## Activity
Retype, without any change, the first line of the records and every line after it through the one containing "pub enum RepairKind".

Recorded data
++++++++
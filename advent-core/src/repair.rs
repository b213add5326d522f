//! Three-phase connectivity repair.
//!
//! 1. Bidirectional completion gives every one-way link a return exit where
//!    the destination room has room for it.
//! 2. Frontier expansion attaches each unreachable room to the reachable
//!    region, pass after pass, until nothing changes.
//! 3. Verification recomputes reachability and reports what is left over.
//!
//! Repair only ever writes into empty slots or slots holding an original
//! terminal exit, so existing links are never removed and reachability from
//! the start room can only grow.

use log::{debug, info, warn};
use serde::{Deserialize, Serialize};

use crate::constants::REPAIR_PASS_SLACK;
use crate::exits::Direction;
use crate::graph::DungeonGraph;

#[derive(Debug, Clone, Copy, PartialEq, Eq, Hash, Serialize, Deserialize)]
#[serde(rename_all = "snake_case")]
pub enum RepairKind {
    Bidirectional,
    ChainConnection,
}

/// One synthesized exit: `room.direction -> destination`.
#[derive(Debug, Clone, PartialEq, Eq, Serialize, Deserialize)]
pub struct RepairAction {
    #[serde(rename = "type")]
    pub kind: RepairKind,
    pub room: u16,
    pub direction: Direction,
    pub destination: u16,
    pub reason: String,
}

/// Output of a single phase.
#[derive(Debug, Clone, Default, PartialEq, Eq)]
pub struct PhaseOutcome {
    pub actions: Vec<RepairAction>,
    pub conflicts: usize,
    pub passes: usize,
}

#[derive(Debug, Clone, Default, PartialEq, Eq, Serialize, Deserialize)]
pub struct RepairReport {
    pub start_room: u16,
    pub actions: Vec<RepairAction>,
    pub reachable_before: usize,
    pub reachable_after: usize,
    /// Return exits that could not be written because the slot was taken.
    pub conflicts: usize,
    pub passes: usize,
    pub still_unreachable: Vec<u16>,
}

impl RepairReport {
    #[must_use]
    pub fn count(&self, kind: RepairKind) -> usize {
        self.actions.iter().filter(|action| action.kind == kind).count()
    }

    #[must_use]
    pub fn is_complete(&self) -> bool {
        self.still_unreachable.is_empty()
    }
}

/// A slot the repairer may write: empty, or an original terminal exit.
fn is_free(graph: &DungeonGraph, room: u16, direction: Direction) -> bool {
    graph.room(room).is_some_and(|r| match r.exits().get(direction) {
        None => true,
        Some(exit) => exit.is_terminal() && !exit.synthesized,
    })
}

fn free_slots(graph: &DungeonGraph, room: u16) -> Vec<Direction> {
    Direction::ALL
        .into_iter()
        .filter(|&direction| is_free(graph, room, direction))
        .collect()
}

#[derive(Debug, Clone, Copy, PartialEq, Eq)]
pub struct ConnectivityRepairer {
    start: u16,
}

impl ConnectivityRepairer {
    #[must_use]
    pub const fn new(start: u16) -> Self {
        Self { start }
    }

    #[must_use]
    pub const fn start(&self) -> u16 {
        self.start
    }

    /// Run all three phases.
    pub fn repair(&self, graph: &mut DungeonGraph) -> RepairReport {
        let reachable_before = graph.reachable_from(self.start).len();
        info!(
            "repairing {} rooms from start room {} ({reachable_before} reachable)",
            graph.len(),
            self.start
        );

        let completion = self.complete_bidirectional(graph);
        let closure = self.connect_unreachable(graph);
        let still_unreachable = self.verify(graph);

        let mut actions = completion.actions;
        actions.extend(closure.actions);
        RepairReport {
            start_room: self.start,
            reachable_after: graph.len() - still_unreachable.len(),
            reachable_before,
            actions,
            conflicts: completion.conflicts,
            passes: closure.passes,
            still_unreachable,
        }
    }

    /// Phase 1: add the missing return exit of every one-way link.
    ///
    /// Links are taken from a snapshot at phase start, in room then slot
    /// order. An occupied return slot is counted as a conflict and left alone.
    pub fn complete_bidirectional(&self, graph: &mut DungeonGraph) -> PhaseOutcome {
        let mut outcome = PhaseOutcome::default();
        for link in graph.links() {
            let back = link.direction.opposite();
            let Some(target) = graph.room(link.to) else {
                continue;
            };
            if target.exits().destination(back) == Some(link.from) {
                continue;
            }
            if !is_free(graph, link.to, back) {
                debug!(
                    "room {}: {back} slot taken, no return exit to {}",
                    link.to, link.from
                );
                outcome.conflicts += 1;
                continue;
            }
            graph.add_exit(link.to, back, link.from);
            debug!("room {}: added {back} -> {}", link.to, link.from);
            outcome.actions.push(RepairAction {
                kind: RepairKind::Bidirectional,
                room: link.to,
                direction: back,
                destination: link.from,
                reason: format!(
                    "return path for room {} exit {} -> {}",
                    link.from, link.direction, link.to
                ),
            });
        }
        info!(
            "bidirectional completion: {} exits added, {} conflicts",
            outcome.actions.len(),
            outcome.conflicts
        );
        outcome
    }

    /// Phase 2: grow the reachable region until no unreachable room can be
    /// attached.
    pub fn connect_unreachable(&self, graph: &mut DungeonGraph) -> PhaseOutcome {
        let mut outcome = PhaseOutcome::default();
        if !graph.contains(self.start) {
            warn!("start room {} is not a valid room; nothing to expand from", self.start);
            return outcome;
        }

        let mut reachable = graph.reachable_from(self.start);
        let mut frontier: Vec<u16> = reachable.iter().copied().collect();
        let max_passes = graph.len() + REPAIR_PASS_SLACK;

        while outcome.passes < max_passes {
            let pending: Vec<u16> = graph
                .room_numbers()
                .filter(|room| !reachable.contains(room))
                .collect();
            if pending.is_empty() {
                break;
            }
            outcome.passes += 1;

            let mut progressed = false;
            for target in pending {
                if reachable.contains(&target) {
                    continue;
                }
                let Some(actions) = attach(graph, &frontier, target) else {
                    continue;
                };
                outcome.actions.extend(actions);
                frontier.extend(graph.extend_reachable(&mut reachable, target));
                progressed = true;
            }
            if !progressed {
                break;
            }
        }

        info!(
            "frontier expansion: {} exits added over {} passes",
            outcome.actions.len(),
            outcome.passes
        );
        outcome
    }

    /// Phase 3: rooms still unreachable from the start room, ascending.
    #[must_use]
    pub fn verify(&self, graph: &DungeonGraph) -> Vec<u16> {
        let reachable = graph.reachable_from(self.start);
        let missing: Vec<u16> = graph
            .room_numbers()
            .filter(|room| !reachable.contains(room))
            .collect();
        if missing.is_empty() {
            info!("all {} rooms reachable from room {}", graph.len(), self.start);
        } else {
            warn!(
                "{} rooms still unreachable from room {}: {:?}",
                missing.len(),
                self.start,
                missing
            );
        }
        missing
    }
}

/// Connect `target` to the first frontier room with a usable slot pair.
///
/// A target without any free slot gets a one-way entrance instead.
fn attach(graph: &mut DungeonGraph, frontier: &[u16], target: u16) -> Option<Vec<RepairAction>> {
    let target_free = free_slots(graph, target);

    if target_free.is_empty() {
        let (source, direction) = frontier
            .iter()
            .find_map(|&source| free_slots(graph, source).first().map(|&d| (source, d)))?;
        graph.add_exit(source, direction, target);
        debug!("room {source}: added one-way {direction} -> {target}");
        return Some(vec![RepairAction {
            kind: RepairKind::ChainConnection,
            room: source,
            direction,
            destination: target,
            reason: format!("one-way entrance to room {target}, which has no free exit slot"),
        }]);
    }

    let (source, direction) = frontier.iter().find_map(|&source| {
        Direction::ALL
            .into_iter()
            .find(|&d| target_free.contains(&d.opposite()) && is_free(graph, source, d))
            .map(|d| (source, d))
    })?;
    let back = direction.opposite();
    graph.add_exit(source, direction, target);
    graph.add_exit(target, back, source);
    debug!("rooms {source} <-> {target}: added {direction}/{back}");
    Some(vec![
        RepairAction {
            kind: RepairKind::ChainConnection,
            room: source,
            direction,
            destination: target,
            reason: format!("connect unreachable room {target} to reachable room {source}"),
        },
        RepairAction {
            kind: RepairKind::ChainConnection,
            room: target,
            direction: back,
            destination: source,
            reason: format!("return path from room {target} to room {source}"),
        },
    ])
}

#[cfg(test)]
mod tests {
    use super::*;
    use crate::exits::{Exit, Exits};
    use crate::room::RoomRecord;
    use Direction::{East, North, South, West};

    fn room(number: u16, exits: &[(Direction, u16)]) -> RoomRecord {
        RoomRecord::new(number).with_exits(Exits::from_pairs(exits.iter().copied()))
    }

    #[test]
    fn one_way_link_gets_return_exit() {
        let mut graph = DungeonGraph::from_records([room(1, &[]), room(2, &[(West, 1)])]);
        let outcome = ConnectivityRepairer::new(2).complete_bidirectional(&mut graph);
        assert_eq!(
            outcome.actions,
            vec![RepairAction {
                kind: RepairKind::Bidirectional,
                room: 1,
                direction: East,
                destination: 2,
                reason: "return path for room 2 exit W -> 1".to_string(),
            }]
        );
        assert_eq!(
            graph.room(1).and_then(|r| r.exits().get(East)),
            Some(Exit::synthesized(2))
        );
    }

    #[test]
    fn completion_is_idempotent() {
        let mut graph = DungeonGraph::from_records([
            room(1, &[(North, 2), (East, 3)]),
            room(2, &[]),
            room(3, &[(West, 4)]),
            room(4, &[]),
        ]);
        let repairer = ConnectivityRepairer::new(1);
        let first = repairer.complete_bidirectional(&mut graph);
        assert_eq!(first.actions.len(), 2);
        assert_eq!(first.conflicts, 1);
        let snapshot = graph.clone();
        let second = repairer.complete_bidirectional(&mut graph);
        assert!(second.actions.is_empty());
        assert_eq!(graph, snapshot);
    }

    #[test]
    fn occupied_slots_are_never_clobbered() {
        let mut graph = DungeonGraph::from_records([
            room(1, &[(North, 2)]),
            room(2, &[(South, 3)]),
            room(3, &[(North, 2)]),
        ]);
        let report = ConnectivityRepairer::new(1).repair(&mut graph);
        assert_eq!(graph.room(2).and_then(|r| r.exits().destination(South)), Some(3));
        assert!(report.conflicts >= 1);
        for original in [1, 2, 3] {
            let room = graph.room(original).unwrap();
            for (direction, exit) in room.original_exits().iter() {
                assert_eq!(room.exits().get(direction), Some(exit));
            }
        }
    }

    #[test]
    fn isolated_rooms_chain_onto_start() {
        let mut graph = DungeonGraph::from_records([
            room(2, &[]),
            room(5, &[]),
            room(9, &[]),
            room(13, &[]),
        ]);
        let report = ConnectivityRepairer::new(2).repair(&mut graph);
        assert!(report.is_complete());
        assert_eq!(report.reachable_before, 1);
        assert_eq!(report.reachable_after, 4);
        assert_eq!(report.count(RepairKind::ChainConnection), 6);
        assert_eq!(report.count(RepairKind::Bidirectional), 0);

        let start = graph.room(2).unwrap();
        assert_eq!(start.exits().destination(North), Some(5));
        assert_eq!(start.exits().destination(East), Some(9));
        assert_eq!(start.exits().destination(South), Some(13));
        assert_eq!(graph.room(13).unwrap().exits().destination(North), Some(2));
    }

    #[test]
    fn terminal_exits_count_as_free() {
        let mut graph = DungeonGraph::from_records([
            room(2, &[(North, 0), (East, 0), (South, 0), (West, 0)]),
            room(3, &[(South, 0)]),
        ]);
        let report = ConnectivityRepairer::new(2).repair(&mut graph);
        assert!(report.is_complete());
        assert_eq!(graph.room(2).unwrap().exits().destination(North), Some(3));
        assert_eq!(graph.room(3).unwrap().exits().destination(South), Some(2));
    }

    #[test]
    fn full_target_is_entered_one_way() {
        let mut graph = DungeonGraph::from_records([
            room(2, &[]),
            room(7, &[(North, 8), (East, 8), (South, 8), (West, 8)]),
            room(8, &[(North, 7), (East, 7), (South, 7), (West, 7)]),
        ]);
        let report = ConnectivityRepairer::new(2).repair(&mut graph);
        assert!(report.is_complete());
        assert_eq!(report.count(RepairKind::ChainConnection), 1);
        assert_eq!(graph.room(2).unwrap().exits().destination(North), Some(7));
    }

    #[test]
    fn saturated_frontier_leaves_rooms_unreachable() {
        let mut graph = DungeonGraph::from_records([
            room(2, &[(North, 3), (East, 3), (South, 3), (West, 3)]),
            room(3, &[(North, 2), (East, 2), (South, 2), (West, 2)]),
            room(4, &[]),
        ]);
        let report = ConnectivityRepairer::new(2).repair(&mut graph);
        assert_eq!(report.still_unreachable, vec![4]);
        assert!(report.actions.is_empty());
        assert_eq!(report.passes, 1);
    }

    #[test]
    fn missing_start_changes_nothing_in_phase_two() {
        let mut graph = DungeonGraph::from_records([room(5, &[]), room(6, &[])]);
        let report = ConnectivityRepairer::new(2).repair(&mut graph);
        assert!(report.actions.is_empty());
        assert_eq!(report.still_unreachable, vec![5, 6]);
        assert_eq!(report.reachable_after, 0);
    }

    #[test]
    fn actions_serialise_with_type_tag() {
        let action = RepairAction {
            kind: RepairKind::ChainConnection,
            room: 2,
            direction: North,
            destination: 5,
            reason: "x".to_string(),
        };
        let json = serde_json::to_value(&action).unwrap();
        assert_eq!(json["type"], "chain_connection");
        assert_eq!(json["direction"], "N");
    }
}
++++++++
## Task response
filename advent-core/src/repair.rs
repository b213add5326d522f
//! Three-phase connectivity repair.
//!
//! 1. Bidirectional completion gives every one-way link a return exit where
//!    the destination room has room for it.
//! 2. Frontier expansion attaches each unreachable room to the reachable
//!    region, pass after pass, until nothing changes.
//! 3. Verification recomputes reachability and reports what is left over.
//!
//! Repair only ever writes into empty slots or slots holding an original
//! terminal exit, so existing links are never removed and reachability from
//! the start room can only grow.

use log::{debug, info, warn};
use serde::{Deserialize, Serialize};

use crate::constants::REPAIR_PASS_SLACK;
use crate::exits::Direction;
use crate::graph::DungeonGraph;

#[derive(Debug, Clone, Copy, PartialEq, Eq, Hash, Serialize, Deserialize)]
#[serde(rename_all = "snake_case")]
pub enum RepairKind {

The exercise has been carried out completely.